Because we're morally obligated to take advantage of being in Asia and travelling around it, we booked tickets to Taiwan for a post-Christmas getaway from -17 degree Jecheon. When we got into Taipei it was a glorious 24 degrees, Tom was so excited he took a picture of the thermometer in the airport.
We took a bus from the airport into the city and set about getting a train to Hualien. Taiwan's notoriously... uh.... busy... over the weekend so all of the seats were booked out and we resigned ourselves to Standing Room Only. This means every single piece of space is occupied by a person. After a few stops we managed to get seats only to have to move every few stops when more people got on and off. We got a cab from the station to our hotel, the taxi driver dropped us off a kilometre or so from where we should have been because he didn't want to waste our money driving around looking for it. I was a little taken aback by the honesty and briefly suspected his reluctance was some sort of elaborate scam.
Our hotel was pretty sweet, and although I couldn't see any roadworks nearby we got a box of peanut muachi and an apology for any 'disruptions caused by our road.' I dumped my bags on the floor and thus began my Taiwanese routine - eating all the things.

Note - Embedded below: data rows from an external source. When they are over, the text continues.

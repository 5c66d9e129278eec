//! Windowed statistics
//!
//! Groups probe results into 60-second buckets and computes two parallel
//! statistics per bucket: raw (everything counts) and filtered (results whose
//! errors are statistic-excluded are dropped from the denominators). A pooled
//! global statistic is re-derived from the union of samples, never from
//! per-bucket means.

use std::collections::HashMap;
use std::time::Duration;

use crate::classify::{ClassifiedError, ErrorRegistry};
use crate::probe::{LatencyStats, ProbeResult, TakeTime};

/// Bucket width in seconds.
pub const WINDOW_SECS: i64 = 60;

/// Probe results whose timestamp falls in `(end_ts - 60, end_ts]`.
#[derive(Debug, Default, Clone)]
pub struct WindowGroup {
    pub results: Vec<ProbeResult>,
    pub end_ts: i64,
}

/// Partition results into 60-second buckets walking backward from `end` to
/// `start`. Arrival order is irrelevant; only each result's own timestamp
/// decides its bucket.
pub fn group_by_window(results: &[ProbeResult], start: i64, end: i64) -> Vec<WindowGroup> {
    let mut groups = Vec::new();
    let mut period_end = end;
    while period_end > start {
        let members = results
            .iter()
            .filter(|r| r.timestamp <= period_end && r.timestamp > period_end - WINDOW_SECS)
            .cloned()
            .collect();
        groups.push(WindowGroup {
            results: members,
            end_ts: period_end,
        });
        period_end -= WINDOW_SECS;
    }
    groups
}

/// Statistics for one bucket.
#[derive(Debug, Default, Clone)]
pub struct WindowStatistic {
    pub submitted: f64,
    pub confirmed: f64,
    pub loss: f64,
    pub count: u32,
    pub samples: TakeTime,
    pub latency: LatencyStats,
    pub errors: Vec<ClassifiedError>,
    pub timestamp: i64,
}

impl WindowStatistic {
    fn finalize(&mut self) {
        self.loss = if self.submitted > 0.0 {
            (self.submitted - self.confirmed) / self.submitted
        } else {
            // No data is indistinguishable from total loss here; callers
            // separate the two via `count`.
            1.0
        };
        self.latency = self.samples.statistic();
    }
}

/// Pooled statistic across every bucket of a reporting period.
#[derive(Debug, Default, Clone)]
pub struct GlobalStatistic {
    pub submitted: f64,
    pub confirmed: f64,
    pub loss: f64,
    pub count: u32,
    pub latency: LatencyStats,
}

/// Raw and filtered bucket statistics plus the period-wide error frequency
/// map, keyed by raw error text.
#[derive(Debug, Default)]
pub struct WindowReport {
    pub filtered: Vec<WindowStatistic>,
    pub raw: Vec<WindowStatistic>,
    pub error_frequency: HashMap<String, u32>,
}

/// Compute per-bucket statistics. `tx_timeout` is the latency charge assigned
/// to an errored-but-not-excluded result in the filtered statistic: a generic
/// failure is accounted as a timeout.
pub fn compute_statistics(
    registry: &ErrorRegistry,
    tx_timeout: Duration,
    groups: &[WindowGroup],
) -> WindowReport {
    let mut report = WindowReport::default();

    for group in groups {
        let mut filtered = WindowStatistic {
            timestamp: group.end_ts,
            ..Default::default()
        };
        let mut raw = WindowStatistic {
            timestamp: group.end_ts,
            ..Default::default()
        };

        for result in &group.results {
            let mut excluded = false;
            for error in &result.errors {
                *report.error_frequency.entry(error.raw.clone()).or_insert(0) += 1;
                if registry.is_in_list(error.kind, &registry.statistic_exclusions) {
                    excluded = true;
                } else {
                    filtered.errors.push(error.clone());
                }
                raw.errors.push(error.clone());
            }

            raw.submitted += result.submitted as f64;
            raw.confirmed += result.confirmed as f64;
            raw.count += 1;
            raw.samples.add_sample(result.take_time_ms);

            if !excluded {
                filtered.submitted += result.submitted as f64;
                filtered.confirmed += result.confirmed as f64;
                filtered.count += 1;
                if result.errors.is_empty() {
                    filtered.samples.add_sample(result.take_time_ms);
                } else {
                    filtered.samples.add_sample(tx_timeout.as_millis() as i64);
                }
            }
        }

        raw.finalize();
        filtered.finalize();
        report.raw.push(raw);
        report.filtered.push(filtered);
    }

    report
}

impl WindowReport {
    /// Pool every bucket of the selected kind into one statistic. Latency is
    /// re-derived from the pooled sample set.
    pub fn global(&self, raw: bool) -> GlobalStatistic {
        let buckets = if raw { &self.raw } else { &self.filtered };

        let mut global = GlobalStatistic::default();
        let mut pooled = TakeTime::default();
        for bucket in buckets {
            global.submitted += bucket.submitted;
            global.confirmed += bucket.confirmed;
            global.count += bucket.count;
            pooled.extend(&bucket.samples);
        }

        global.loss = if global.submitted > 0.0 {
            (global.submitted - global.confirmed) / global.submitted
        } else if self.error_frequency.is_empty() {
            // Nothing ran at all.
            0.0
        } else {
            1.0
        };
        global.latency = pooled.statistic();
        global
    }
}
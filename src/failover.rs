//! RPC endpoint failover pool
//!
//! An ordered set of endpoints sorted by priority. The active endpoint hands
//! out clients until its retry budget is exhausted, then the pool advances to
//! the next endpoint (wrapping) and announces the failover. All probe workers
//! of a cluster share one pool and serialize through its mutex.

use std::sync::Arc;

use parking_lot::Mutex;
use solana_client::nonblocking::rpc_client::RpcClient;
use tokio::sync::mpsc;
use tracing::{info, warn};

use crate::classify::ErrorKind;
use crate::config::RpcEndpointConfig;

/// Budget given to the fallback endpoint when no endpoints are configured.
const FALLBACK_MAX_RETRY: u32 = 1000;

/// Side effects the pool emits for the notification worker to deliver.
#[derive(Debug, Clone, PartialEq)]
pub enum PoolEvent {
    Failover { cluster: String, url: String },
}

#[derive(Debug, Clone)]
struct Endpoint {
    url: String,
    access_token: String,
    priority: i32,
    max_retry: u32,
    retry: u32,
}

impl Endpoint {
    fn connection_url(&self) -> String {
        if self.access_token.is_empty() {
            self.url.clone()
        } else {
            format!("{}/{}", self.url, self.access_token)
        }
    }
}

#[derive(Debug)]
struct PoolState {
    endpoints: Vec<Endpoint>,
    current: usize,
}

/// Mutex-guarded failover pool; see module docs.
pub struct FailoverPool {
    cluster: String,
    state: Mutex<PoolState>,
    events: mpsc::UnboundedSender<PoolEvent>,
}

impl FailoverPool {
    /// Build a pool from configured endpoints, dropping blank entries and
    /// sorting ascending by priority. An empty list falls back to the
    /// cluster's public default endpoint with a generous budget.
    pub fn new(
        cluster: &str,
        configured: &[RpcEndpointConfig],
        fallback_url: &str,
        events: mpsc::UnboundedSender<PoolEvent>,
    ) -> Self {
        let mut endpoints: Vec<Endpoint> = configured
            .iter()
            .filter_map(|e| {
                let url = e.url.trim_end_matches([' ', '/']).to_string();
                if url.is_empty() {
                    return None;
                }
                Some(Endpoint {
                    url,
                    access_token: e.access_token.trim().to_string(),
                    priority: e.priority,
                    max_retry: e.max_retry,
                    retry: 0,
                })
            })
            .collect();
        endpoints.sort_by_key(|e| e.priority);

        if endpoints.is_empty() {
            warn!(cluster, fallback_url, "no usable endpoints configured, using fallback");
            endpoints.push(Endpoint {
                url: fallback_url.trim_end_matches([' ', '/']).to_string(),
                access_token: String::new(),
                priority: 0,
                max_retry: FALLBACK_MAX_RETRY,
                retry: 0,
            });
        }

        Self {
            cluster: cluster.to_string(),
            state: Mutex::new(PoolState {
                endpoints,
                current: 0,
            }),
            events,
        }
    }

    /// Hand out a client bound to the active endpoint. While the active
    /// endpoint still has budget, an existing client is reused as-is; once
    /// the budget is exhausted the pool advances (wrapping past the end) and
    /// builds a client for the new endpoint, announcing the failover.
    pub fn acquire(&self, current: Option<Arc<RpcClient>>) -> Arc<RpcClient> {
        let mut state = self.state.lock();
        let active = &state.endpoints[state.current];
        if active.retry < active.max_retry {
            if let Some(client) = current {
                return client;
            }
            return Arc::new(RpcClient::new(active.connection_url()));
        }

        state.current = if state.current + 1 > state.endpoints.len() - 1 {
            0
        } else {
            state.current + 1
        };
        let next = &state.endpoints[state.current];
        info!(cluster = %self.cluster, url = %next.url, "failover to next endpoint");
        let _ = self.events.send(PoolEvent::Failover {
            cluster: self.cluster.clone(),
            url: next.url.clone(),
        });
        Arc::new(RpcClient::new(next.connection_url()))
    }

    /// Fold a batch outcome into the active endpoint's retry budget. Success
    /// resets the counter; only endpoint-level failure kinds count against
    /// it, one-off hiccups do not.
    pub fn record_outcome(&self, outcome: Option<ErrorKind>) {
        let mut state = self.state.lock();
        let current = state.current;
        let active = &mut state.endpoints[current];
        match outcome {
            None => active.retry = 0,
            Some(kind) if kind.is_endpoint_failure() => active.retry += 1,
            Some(_) => {}
        }
    }

    /// URL of the currently active endpoint (without access token).
    pub fn active_url(&self) -> String {
        let state = self.state.lock();
        state.endpoints[state.current].url.clone()
    }
}

#[cfg(test)]
mod tests {
    use super::*;

    fn endpoint(url: &str, priority: i32, max_retry: u32) -> RpcEndpointConfig {
        RpcEndpointConfig {
            url: url.to_string(),
            access_token: String::new(),
            priority,
            max_retry,
        }
    }

    fn pool(configured: &[RpcEndpointConfig]) -> FailoverPool {
        let (tx, _rx) = mpsc::unbounded_channel();
        FailoverPool::new("devnet", configured, "https://fallback.example.org", tx)
    }

    #[test]
    fn advances_after_budget_exhausted() {
        let (tx, mut rx) = mpsc::unbounded_channel();
        let p = FailoverPool::new(
            "devnet",
            &[
                endpoint("https://primary.example.org/", 1, 3),
                endpoint("https://secondary.example.org", 2, 3),
            ],
            "https://fallback.example.org",
            tx,
        );

        let first = p.acquire(None);
        assert_eq!(first.url(), "https://primary.example.org");

        for _ in 0..3 {
            p.record_outcome(Some(ErrorKind::TooManyRequests));
        }
        let second = p.acquire(Some(first));
        assert_eq!(second.url(), "https://secondary.example.org");
        assert_eq!(p.active_url(), "https://secondary.example.org");
        assert_eq!(
            rx.try_recv().unwrap(),
            PoolEvent::Failover {
                cluster: "devnet".to_string(),
                url: "https://secondary.example.org".to_string(),
            }
        );
    }

    #[test]
    fn reuses_client_while_budget_remains() {
        let p = pool(&[endpoint("https://primary.example.org", 1, 3)]);
        let first = p.acquire(None);
        p.record_outcome(Some(ErrorKind::TooManyRequests));
        let again = p.acquire(Some(first.clone()));
        assert!(Arc::ptr_eq(&first, &again));
    }

    #[test]
    fn single_endpoint_never_changes_binding() {
        let p = pool(&[endpoint("https://only.example.org", 1, 2)]);
        for _ in 0..10 {
            p.record_outcome(Some(ErrorKind::ServiceUnavailable));
        }
        let client = p.acquire(None);
        assert_eq!(client.url(), "https://only.example.org");
        assert_eq!(p.active_url(), "https://only.example.org");
    }

    #[test]
    fn transient_errors_do_not_consume_budget() {
        let p = pool(&[
            endpoint("https://primary.example.org", 1, 1),
            endpoint("https://secondary.example.org", 2, 1),
        ]);
        for _ in 0..5 {
            p.record_outcome(Some(ErrorKind::RpcDeadlineExceeded));
        }
        assert_eq!(p.acquire(None).url(), "https://primary.example.org");
    }

    #[test]
    fn success_resets_budget() {
        let p = pool(&[
            endpoint("https://primary.example.org", 1, 2),
            endpoint("https://secondary.example.org", 2, 2),
        ]);
        p.record_outcome(Some(ErrorKind::GatewayTimeout));
        p.record_outcome(None);
        p.record_outcome(Some(ErrorKind::GatewayTimeout));
        // Budget of 2 was never exhausted in a row.
        assert_eq!(p.acquire(None).url(), "https://primary.example.org");
    }

    #[test]
    fn empty_config_uses_fallback() {
        let p = pool(&[endpoint("   ", 1, 3)]);
        assert_eq!(p.acquire(None).url(), "https://fallback.example.org");
    }

    #[test]
    fn endpoints_sorted_by_priority() {
        let p = pool(&[
            endpoint("https://low.example.org", 9, 3),
            endpoint("https://high.example.org", 1, 3),
        ]);
        assert_eq!(p.acquire(None).url(), "https://high.example.org");
    }
}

The hotel staff told us the best place to eat would be Ziqiang night market, about 15 minutes walk away. And man, was it a good place to eat. The market is relatively small but was packed with delicious food and so many people. Taiwan has a booming domestic tourism industry (which is why the weekends are so busy) and a lot of the stores have been profiled on TV shows and in magazines. The popular stalls had lines which were rumoured to be over an hour long. Tom and I were way too impatient for that kind of wait but still managed to stuff ourselves with steak and noodles, fruit kebabs, steamed buns and bánh mì. My favourite was xiaolongbao, a steamed pork bun which is fried and crispy on the bottom. Nom.